mod api;
mod config;
mod logging;
mod ops;
mod signals;

use std::path::PathBuf;
use std::sync::Arc;

use anyhow::{Context, Result};
use clap::{Parser, Subcommand};
use mimalloc::MiMalloc;
use tokio::sync::Notify;

use crate::config::{AppConfig, CliOverrides};

#[global_allocator]
static GLOBAL: MiMalloc = MiMalloc;

/// Tenantry Server - tenant-isolated data access over MySQL, PostgreSQL and MongoDB
#[derive(Parser)]
#[command(name = "tenantry-server")]
#[command(about = "Tenantry Server - tenant-isolated data access over MySQL, PostgreSQL and MongoDB")]
#[command(version)]
struct Cli {
    /// Path to YAML configuration file
    #[arg(short, long)]
    config: Option<PathBuf>,

    /// Bind address override (e.g. 0.0.0.0:8087)
    #[arg(short, long)]
    bind: Option<std::net::SocketAddr>,

    /// Log verbosity level (-v info, -vv debug, -vvv trace)
    #[arg(short, long, action = clap::ArgAction::Count)]
    verbose: u8,

    /// Emit logs as JSON
    #[arg(long)]
    json_logs: bool,

    #[command(subcommand)]
    command: Option<Commands>,
}

#[derive(Subcommand)]
enum Commands {
    /// Start the HTTP server
    Serve,
    /// Validate configuration, print it and exit
    Check,
    /// Make every unique index lead with the tenant key
    ReconcileIndexes {
        /// JSON descriptor of the target database
        #[arg(long)]
        descriptor: PathBuf,
    },
    /// Fold legacy per-tenant collections into shared ones
    MigrateLegacy {
        /// JSON descriptor of the target document database
        #[arg(long)]
        descriptor: PathBuf,
    },
}

#[tokio::main]
async fn main() -> Result<()> {
    let cli = Cli::parse();

    let mut config = AppConfig::load(cli.config.as_deref())?;
    config.apply_cli_overrides(&CliOverrides {
        bind_addr: cli.bind,
        verbose: cli.verbose,
        json_logs: cli.json_logs,
    });
    logging::init(&config.logging)?;

    match cli.command.unwrap_or(Commands::Serve) {
        Commands::Serve => serve(config).await,
        Commands::Check => check(&config),
        Commands::ReconcileIndexes { descriptor } => {
            ops::reconcile_indexes(&config.data, &descriptor).await
        }
        Commands::MigrateLegacy { descriptor } => {
            ops::migrate_legacy(&config.data, &descriptor).await
        }
    }
}

fn check(config: &AppConfig) -> Result<()> {
    tracing::info!("checking configuration");
    println!("Configuration is valid");
    println!("{}", config.to_pretty_json()?);
    Ok(())
}

async fn serve(config: AppConfig) -> Result<()> {
    let state = Arc::new(api::AppState::new(config.data.clone()));
    let app = api::router(state.clone(), config.server.body_limit_bytes);

    let listener = tokio::net::TcpListener::bind(config.server.bind_addr)
        .await
        .with_context(|| format!("cannot bind {}", config.server.bind_addr))?;
    tracing::info!(addr = %config.server.bind_addr, "tenantry server listening");

    let draining = Arc::new(Notify::new());
    let notify = draining.clone();
    let mut server = tokio::spawn(async move {
        axum::serve(listener, app)
            .with_graceful_shutdown(async move {
                signals::wait_for_shutdown().await;
                notify.notify_one();
            })
            .await
    });

    let grace = config.server.shutdown_grace;
    let result = tokio::select! {
        joined = &mut server => finish(joined),
        () = draining.notified() => match tokio::time::timeout(grace, &mut server).await {
            Ok(joined) => finish(joined),
            Err(_) => {
                tracing::warn!(grace_secs = grace.as_secs(), "grace period elapsed, dropping open connections");
                server.abort();
                Ok(())
            }
        },
    };

    state.manager.close_all().await;
    tracing::info!("tenantry server stopped");
    result
}

fn finish(joined: Result<std::io::Result<()>, tokio::task::JoinError>) -> Result<()> {
    joined
        .context("server task panicked")
        .and_then(|served| served.context("server error"))
}
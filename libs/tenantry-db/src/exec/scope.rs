//! Tenant injection for structured operations.

use std::sync::LazyLock;

use regex::Regex;
use serde_json::Value;

use super::{Fields, SortKey, StructuredOp};
use crate::error::DataError;
use crate::schema::Schema;
use crate::tenant::TenantId;

#[allow(clippy::expect_used)] // good regex, it doesn't panic
static IDENT_RE: LazyLock<Regex> = LazyLock::new(|| {
    Regex::new(r"^[A-Za-z_][A-Za-z0-9_]{0,63}$").expect("static regex should not panic")
});

/// Structured operation whose filters and documents are pinned to one tenant.
///
/// Only [`scope`] constructs it, so backends can take it as proof of scoping.
#[derive(Debug, Clone, PartialEq)]
pub struct ScopedOp(StructuredOp);

impl ScopedOp {
    #[must_use]
    pub fn entity(&self) -> &str {
        self.0.entity()
    }

    #[must_use]
    pub fn op(&self) -> &StructuredOp {
        &self.0
    }
}

/// Returns `true` for names usable as entity and field identifiers.
#[must_use]
pub fn is_identifier(name: &str) -> bool {
    IDENT_RE.is_match(name)
}

/// Validates `op` and injects `tenant` into every filter and written document.
///
/// # Errors
/// - `DataError::Isolation` for global entities, a conflicting tenant value,
///   or an update that touches the tenant field
/// - `DataError::InvalidOperation` for bad identifiers, empty payloads or
///   non-scalar filter values
pub fn scope(op: StructuredOp, tenant: &TenantId, schema: &Schema) -> crate::Result<ScopedOp> {
    let field = schema.tenant_field();
    check_entity(op.entity(), schema)?;

    let scoped = match op {
        StructuredOp::Insert {
            entity,
            mut documents,
        } => {
            if documents.is_empty() {
                return Err(invalid("insert requires at least one document"));
            }
            for doc in &mut documents {
                check_keys(doc)?;
                pin(doc, field, tenant)?;
            }
            StructuredOp::Insert { entity, documents }
        }
        StructuredOp::Find {
            entity,
            filter,
            sort,
            limit,
            skip,
        } => {
            for SortKey { field: key, .. } in &sort {
                check_identifier(key)?;
            }
            StructuredOp::Find {
                entity,
                filter: scoped_filter(filter, field, tenant)?,
                sort,
                limit,
                skip,
            }
        }
        StructuredOp::Count { entity, filter } => StructuredOp::Count {
            entity,
            filter: scoped_filter(filter, field, tenant)?,
        },
        StructuredOp::Update {
            entity,
            filter,
            set,
        } => {
            if set.is_empty() {
                return Err(invalid("update requires a non-empty 'set'"));
            }
            check_keys(&set)?;
            if set.contains_key(field) {
                return Err(DataError::Isolation(format!(
                    "updates may not modify '{field}'"
                )));
            }
            StructuredOp::Update {
                entity,
                filter: scoped_filter(filter, field, tenant)?,
                set,
            }
        }
        StructuredOp::Delete { entity, filter } => StructuredOp::Delete {
            entity,
            filter: scoped_filter(filter, field, tenant)?,
        },
    };
    Ok(ScopedOp(scoped))
}

fn check_entity(entity: &str, schema: &Schema) -> crate::Result<()> {
    check_identifier(entity)?;
    if !schema.is_tenant_scoped(entity) {
        return Err(DataError::Isolation(format!(
            "'{entity}' is a global store and cannot be accessed per tenant"
        )));
    }
    Ok(())
}

fn scoped_filter(mut filter: Fields, field: &str, tenant: &TenantId) -> crate::Result<Fields> {
    check_keys(&filter)?;
    if let Some((key, _)) = filter
        .iter()
        .find(|(_, v)| matches!(v, Value::Object(_) | Value::Array(_)))
    {
        return Err(invalid(format!(
            "filter value for '{key}' must be a scalar or null"
        )));
    }
    pin(&mut filter, field, tenant)?;
    Ok(filter)
}

/// Sets the tenant field, rejecting a caller-supplied value for someone else.
fn pin(fields: &mut Fields, field: &str, tenant: &TenantId) -> crate::Result<()> {
    match fields.get(field) {
        None => {}
        Some(Value::String(v)) if v == tenant.as_str() => {}
        Some(other) => {
            return Err(DataError::Isolation(format!(
                "'{field}' value {other} does not match the requesting tenant"
            )));
        }
    }
    fields.insert(field.to_owned(), Value::String(tenant.as_str().to_owned()));
    Ok(())
}

fn check_keys(fields: &Fields) -> crate::Result<()> {
    fields.keys().try_for_each(|k| check_identifier(k))
}

fn check_identifier(name: &str) -> crate::Result<()> {
    if is_identifier(name) {
        Ok(())
    } else {
        Err(invalid(format!("'{name}' is not a valid identifier")))
    }
}

fn invalid(message: impl Into<String>) -> DataError {
    DataError::InvalidOperation(message.into())
}
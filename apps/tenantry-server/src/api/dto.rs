use serde::{Deserialize, Serialize};
use tenantry_db::descriptor::DescriptorSummary;
use tenantry_db::{Engine, ExecOutcome, RawDescriptor, RawStatement, StructuredOp};

#[derive(Debug, Default, Deserialize)]
#[serde(rename_all = "camelCase")]
pub struct TestConnectionRequest {
    #[serde(default)]
    pub db_config: Option<RawDescriptor>,
}

#[derive(Debug, Deserialize)]
#[serde(rename_all = "camelCase")]
pub struct QueryRequest {
    #[serde(default)]
    pub db_config: Option<RawDescriptor>,
    pub operation: StructuredOp,
}

#[derive(Debug, Deserialize)]
#[serde(rename_all = "camelCase")]
pub struct RawRequest {
    #[serde(default)]
    pub db_config: Option<RawDescriptor>,
    pub statement: RawStatement,
}

#[derive(Debug, Serialize)]
pub struct TestConnectionResponse {
    pub success: bool,
    pub connected: bool,
    #[serde(flatten)]
    pub descriptor: DescriptorSummary,
}

#[derive(Debug, Serialize)]
pub struct ExecResponse {
    pub success: bool,
    #[serde(rename = "type")]
    pub engine: Engine,
    #[serde(flatten)]
    pub outcome: ExecOutcome,
}

#[derive(Debug, Serialize)]
pub struct HealthResponse {
    pub status: &'static str,
    pub cached_pools: usize,
}

/// Failure body shared by every route.
#[derive(Debug, Serialize)]
pub struct ErrorResponse {
    pub success: bool,
    pub error: String,
    pub code: &'static str,
    #[serde(rename = "type", skip_serializing_if = "Option::is_none")]
    pub engine: Option<Engine>,
}
//! Relational execution through sea-query statements.

use sea_orm::sea_query::{
    Alias, Asterisk, Condition, DeleteStatement, Expr, InsertStatement, Order, Query,
    SelectStatement, SimpleExpr, UpdateStatement, Value as SqlValue,
};
use sea_orm::{
    ConnectionTrait, DatabaseBackend, DatabaseConnection, FromQueryResult, JsonValue, Statement,
    TransactionTrait,
};
use serde_json::Value;

use super::{ExecOutcome, Fields, ScopedOp, SortKey, StructuredOp};
use crate::descriptor::Engine;
use crate::error::DataError;
use crate::schema::KeyOrder;

const COUNT_ALIAS: &str = "count";

fn bind(value: &Value) -> SqlValue {
    match value {
        Value::Null => SqlValue::String(None),
        Value::Bool(b) => SqlValue::from(*b),
        Value::Number(n) => n
            .as_i64()
            .map(SqlValue::from)
            .or_else(|| n.as_u64().map(SqlValue::from))
            .or_else(|| n.as_f64().map(SqlValue::from))
            .unwrap_or_else(|| SqlValue::from(n.to_string())),
        Value::String(s) => SqlValue::from(s.clone()),
        Value::Array(_) | Value::Object(_) => SqlValue::from(value.to_string()),
    }
}

fn condition(filter: &Fields) -> Condition {
    filter.iter().fold(Condition::all(), |cond, (field, value)| {
        let col = Expr::col(Alias::new(field.as_str()));
        cond.add(if value.is_null() {
            col.is_null()
        } else {
            col.eq(bind(value))
        })
    })
}

pub(crate) fn insert_statement(entity: &str, doc: &Fields) -> crate::Result<InsertStatement> {
    let mut stmt = Query::insert();
    stmt.into_table(Alias::new(entity))
        .columns(doc.keys().map(|k| Alias::new(k.as_str())))
        .values(doc.values().map(|v| SimpleExpr::Value(bind(v))))
        .map_err(|e| DataError::InvalidOperation(e.to_string()))?;
    Ok(stmt)
}

pub(crate) fn select_statement(
    entity: &str,
    filter: &Fields,
    sort: &[SortKey],
    limit: Option<u64>,
    skip: Option<u64>,
) -> SelectStatement {
    let mut stmt = Query::select();
    stmt.column(Asterisk)
        .from(Alias::new(entity))
        .cond_where(condition(filter));
    for key in sort {
        let order = match key.order {
            KeyOrder::Asc => Order::Asc,
            KeyOrder::Desc => Order::Desc,
        };
        stmt.order_by(Alias::new(key.field.as_str()), order);
    }
    match (limit, skip) {
        (Some(limit), _) => {
            stmt.limit(limit);
        }
        // OFFSET without LIMIT is not portable.
        (None, Some(_)) => {
            stmt.limit(i64::MAX.unsigned_abs());
        }
        (None, None) => {}
    }
    if let Some(skip) = skip {
        stmt.offset(skip);
    }
    stmt
}

pub(crate) fn count_statement(entity: &str, filter: &Fields) -> SelectStatement {
    let mut stmt = Query::select();
    stmt.expr_as(Expr::cust("COUNT(*)"), Alias::new(COUNT_ALIAS))
        .from(Alias::new(entity))
        .cond_where(condition(filter));
    stmt
}

pub(crate) fn update_statement(entity: &str, filter: &Fields, set: &Fields) -> UpdateStatement {
    let mut stmt = Query::update();
    stmt.table(Alias::new(entity))
        .values(
            set.iter()
                .map(|(k, v)| (Alias::new(k.as_str()), SimpleExpr::Value(bind(v)))),
        )
        .cond_where(condition(filter));
    stmt
}

pub(crate) fn delete_statement(entity: &str, filter: &Fields) -> DeleteStatement {
    let mut stmt = Query::delete();
    stmt.from_table(Alias::new(entity))
        .cond_where(condition(filter));
    stmt
}

/// Runs a scoped operation. `engine` labels errors; the SQL dialect comes from
/// the connection itself.
pub(crate) async fn run(
    conn: &DatabaseConnection,
    engine: Engine,
    op: &ScopedOp,
) -> crate::Result<ExecOutcome> {
    let backend = conn.get_database_backend();
    let db_err = |e| DataError::from_db(engine, e);

    match op.op() {
        StructuredOp::Insert { entity, documents } => {
            let txn = conn.begin().await.map_err(db_err)?;
            let mut affected = 0;
            for doc in documents {
                let stmt = backend.build(&insert_statement(entity, doc)?);
                affected += txn.execute(stmt).await.map_err(db_err)?.rows_affected();
            }
            txn.commit().await.map_err(db_err)?;
            Ok(ExecOutcome::Affected(affected))
        }
        StructuredOp::Find {
            entity,
            filter,
            sort,
            limit,
            skip,
        } => {
            let stmt = backend.build(&select_statement(entity, filter, sort, *limit, *skip));
            query_rows(conn, stmt).await.map_err(db_err)
        }
        StructuredOp::Count { entity, filter } => {
            let stmt = backend.build(&count_statement(entity, filter));
            let row = conn.query_one(stmt).await.map_err(db_err)?;
            let count = match row {
                Some(row) => row.try_get::<i64>("", COUNT_ALIAS).map_err(db_err)?,
                None => 0,
            };
            Ok(ExecOutcome::Count(count.unsigned_abs()))
        }
        StructuredOp::Update { entity, filter, set } => {
            let stmt = backend.build(&update_statement(entity, filter, set));
            let res = conn.execute(stmt).await.map_err(db_err)?;
            Ok(ExecOutcome::Affected(res.rows_affected()))
        }
        StructuredOp::Delete { entity, filter } => {
            let stmt = backend.build(&delete_statement(entity, filter));
            let res = conn.execute(stmt).await.map_err(db_err)?;
            Ok(ExecOutcome::Affected(res.rows_affected()))
        }
    }
}

/// Runs SQL text that already passed the raw gate.
pub(crate) async fn run_raw(
    conn: &DatabaseConnection,
    engine: Engine,
    sql: &str,
) -> crate::Result<ExecOutcome> {
    let backend = conn.get_database_backend();
    let stmt = Statement::from_string(backend, sql.trim().trim_end_matches(';').to_owned());
    if returns_rows(sql) {
        query_rows(conn, stmt)
            .await
            .map_err(|e| DataError::from_db(engine, e))
    } else {
        conn.execute(stmt)
            .await
            .map(|r| ExecOutcome::Affected(r.rows_affected()))
            .map_err(|e| DataError::from_db(engine, e))
    }
}

fn returns_rows(sql: &str) -> bool {
    let verb = sql
        .trim_start()
        .split(|c: char| c.is_whitespace() || c == '(')
        .next()
        .unwrap_or_default();
    verb.eq_ignore_ascii_case("select") || verb.eq_ignore_ascii_case("with")
}

async fn query_rows(
    conn: &DatabaseConnection,
    stmt: Statement,
) -> Result<ExecOutcome, sea_orm::DbErr> {
    let rows = JsonValue::find_by_statement(stmt).all(conn).await?;
    Ok(ExecOutcome::Rows(rows))
}

/// Renders the statement a structured operation would run, for logs and tests.
#[must_use]
pub fn render(backend: DatabaseBackend, op: &ScopedOp) -> Vec<String> {
    match op.op() {
        StructuredOp::Insert { entity, documents } => documents
            .iter()
            .filter_map(|d| insert_statement(entity, d).ok())
            .map(|s| backend.build(&s).to_string())
            .collect(),
        StructuredOp::Find {
            entity,
            filter,
            sort,
            limit,
            skip,
        } => vec![
            backend
                .build(&select_statement(entity, filter, sort, *limit, *skip))
                .to_string(),
        ],
        StructuredOp::Count { entity, filter } => {
            vec![backend.build(&count_statement(entity, filter)).to_string()]
        }
        StructuredOp::Update { entity, filter, set } => {
            vec![backend.build(&update_statement(entity, filter, set)).to_string()]
        }
        StructuredOp::Delete { entity, filter } => {
            vec![backend.build(&delete_statement(entity, filter)).to_string()]
        }
    }
}

#[cfg(test)]
#[cfg_attr(coverage_nightly, coverage(off))]
mod tests {
    use super::*;
    use crate::exec::scope::scope;
    use crate::schema::Schema;
    use crate::tenant::TenantId;
    use sea_orm::SqlxSqliteConnector;
    use sea_orm::sqlx::sqlite::SqlitePoolOptions;
    use serde_json::json;

    fn scoped(value: serde_json::Value, tenant: &str) -> ScopedOp {
        scope(
            serde_json::from_value(value).unwrap(),
            &TenantId::new(tenant).unwrap(),
            &Schema::standard("userId"),
        )
        .unwrap()
    }

    async fn sqlite() -> DatabaseConnection {
        let pool = SqlitePoolOptions::new()
            .max_connections(1)
            .connect("sqlite::memory:")
            .await
            .unwrap();
        let conn = SqlxSqliteConnector::from_sqlx_sqlite_pool(pool);
        conn.execute_unprepared(
            "CREATE TABLE products (id INTEGER PRIMARY KEY, userId TEXT NOT NULL, name TEXT NOT NULL, price REAL, \
             UNIQUE (userId, name))",
        )
        .await
        .unwrap();
        conn
    }

    #[test]
    fn rendered_filters_always_carry_tenant_predicate() {
        let op = scoped(
            json!({"action": "find", "entity": "products", "filter": {"name": "x"}, "limit": 2}),
            "tenant_a",
        );
        let sql = render(DatabaseBackend::Postgres, &op).remove(0);
        assert!(sql.contains(r#""userId" = 'tenant_a'"#), "{sql}");
        assert!(sql.contains("LIMIT 2"), "{sql}");

        let op = scoped(
            json!({"action": "delete", "entity": "products", "filter": {"price": null}}),
            "tenant_a",
        );
        let sql = render(DatabaseBackend::MySql, &op).remove(0);
        assert!(sql.contains("`price` IS NULL"), "{sql}");
        assert!(sql.contains("`userId` = 'tenant_a'"), "{sql}");
    }

    #[test]
    fn skip_without_limit_still_renders_limit() {
        let op = scoped(
            json!({"action": "find", "entity": "products", "skip": 5}),
            "tenant_a",
        );
        let sql = render(DatabaseBackend::MySql, &op).remove(0);
        assert!(sql.contains("LIMIT") && sql.contains("OFFSET 5"), "{sql}");
    }

    #[tokio::test]
    async fn crud_round_trip_stays_within_tenant() {
        let conn = sqlite().await;
        let insert = |tenant: &str| {
            scoped(
                json!({"action": "insert", "entity": "products", "documents": [{"name": "widget", "price": 2.5}]}),
                tenant,
            )
        };
        assert_eq!(
            run(&conn, Engine::Postgres, &insert("tenant_a")).await.unwrap(),
            ExecOutcome::Affected(1)
        );
        assert_eq!(
            run(&conn, Engine::Postgres, &insert("tenant_b")).await.unwrap(),
            ExecOutcome::Affected(1)
        );

        let count = scoped(json!({"action": "count", "entity": "products"}), "tenant_a");
        assert_eq!(
            run(&conn, Engine::Postgres, &count).await.unwrap(),
            ExecOutcome::Count(1)
        );

        let update = scoped(
            json!({"action": "update", "entity": "products", "filter": {"name": "widget"}, "set": {"price": 3}}),
            "tenant_b",
        );
        assert_eq!(
            run(&conn, Engine::Postgres, &update).await.unwrap(),
            ExecOutcome::Affected(1)
        );

        let find = scoped(json!({"action": "find", "entity": "products"}), "tenant_a");
        let ExecOutcome::Rows(rows) = run(&conn, Engine::Postgres, &find).await.unwrap() else {
            panic!("expected rows");
        };
        assert_eq!(rows.len(), 1);
        assert_eq!(rows[0]["userId"], "tenant_a");
        assert_eq!(rows[0]["price"], 2.5);
    }

    #[tokio::test]
    async fn duplicate_within_tenant_is_conflict() {
        let conn = sqlite().await;
        let op = scoped(
            json!({"action": "insert", "entity": "products", "documents": [{"name": "dup"}]}),
            "tenant_a",
        );
        run(&conn, Engine::MySql, &op).await.unwrap();
        let err = run(&conn, Engine::MySql, &op).await.unwrap_err();
        assert!(matches!(err, DataError::Conflict { engine: Engine::MySql, .. }), "{err}");
    }

    #[tokio::test]
    async fn raw_select_returns_rows() {
        let conn = sqlite().await;
        conn.execute_unprepared("INSERT INTO products (userId, name) VALUES ('tenant_a', 'a')")
            .await
            .unwrap();
        let out = run_raw(
            &conn,
            Engine::Postgres,
            "SELECT name FROM products WHERE userId = 'tenant_a';",
        )
        .await
        .unwrap();
        assert_eq!(out, ExecOutcome::Rows(vec![json!({"name": "a"})]));
    }
}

● **WHAT TO PRODUCE**
Output each line of the listing above that has "tracing".

● **EXERCISE OUTPUT**
    tracing::info!("checking configuration");
    tracing::info!(addr = %config.server.bind_addr, "tenantry server listening");
                tracing::warn!(grace_secs = grace.as_secs(), "grace period elapsed, dropping open connections");
    tracing::info!("tenantry server stopped");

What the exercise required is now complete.